--- TASK ITEM ---
Within the listing below, how many lines include the string "RedactingWriter"? Reply with only the number.

• • • • • • •

//! Tracing setup
//!
//! Log output goes to stderr through a writer that masks every value
//! registered with the [`Redactor`], so secrets resolved during the run
//! never reach the terminal.

use std::io::{self, Write};
use std::sync::Arc;
use step_config::Redactor;
use tracing_subscriber::fmt::MakeWriter;
use tracing_subscriber::{EnvFilter, fmt, prelude::*};

/// Buffers one formatted event and writes it redacted on flush or drop.
pub struct RedactingWriter {
    redactor: Arc<Redactor>,
    buffer: Vec<u8>,
}

impl Write for RedactingWriter {
    fn write(&mut self, buf: &[u8]) -> io::Result<usize> {
        self.buffer.extend_from_slice(buf);
        Ok(buf.len())
    }

    fn flush(&mut self) -> io::Result<()> {
        if self.buffer.is_empty() {
            return Ok(());
        }
        let text = String::from_utf8_lossy(&self.buffer);
        let redacted = self.redactor.redact(&text);
        self.buffer.clear();
        let mut stderr = io::stderr().lock();
        stderr.write_all(redacted.as_bytes())?;
        stderr.flush()
    }
}

impl Drop for RedactingWriter {
    fn drop(&mut self) {
        let _ = self.flush();
    }
}

/// [`MakeWriter`] handing out [`RedactingWriter`]s.
#[derive(Clone)]
pub struct RedactingMakeWriter {
    redactor: Arc<Redactor>,
}

impl RedactingMakeWriter {
    pub fn new(redactor: Arc<Redactor>) -> Self {
        Self { redactor }
    }
}

impl<'a> MakeWriter<'a> for RedactingMakeWriter {
    type Writer = RedactingWriter;

    fn make_writer(&'a self) -> Self::Writer {
        RedactingWriter {
            redactor: Arc::clone(&self.redactor),
            buffer: Vec::new(),
        }
    }
}

/// Install the global subscriber.
///
/// `RUST_LOG` wins when set; otherwise `debug` with `verbose`, else `warn`.
pub fn init(
    verbose: bool,
    redactor: Arc<Redactor>,
) -> Result<(), Box<dyn std::error::Error + Send + Sync>> {
    let default_level = if verbose { "debug" } else { "warn" };

    let fmt_layer = fmt::layer()
        .with_writer(RedactingMakeWriter::new(redactor))
        .with_target(verbose)
        .with_level(true)
        .compact();

    let filter_layer =
        EnvFilter::try_from_default_env().or_else(|_| EnvFilter::try_new(default_level))?;

    tracing_subscriber::registry()
        .with(filter_layer)
        .with(fmt_layer)
        .try_init()?;

    Ok(())
}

• • • • • • •

--- EXERCISE OUTPUT ---
6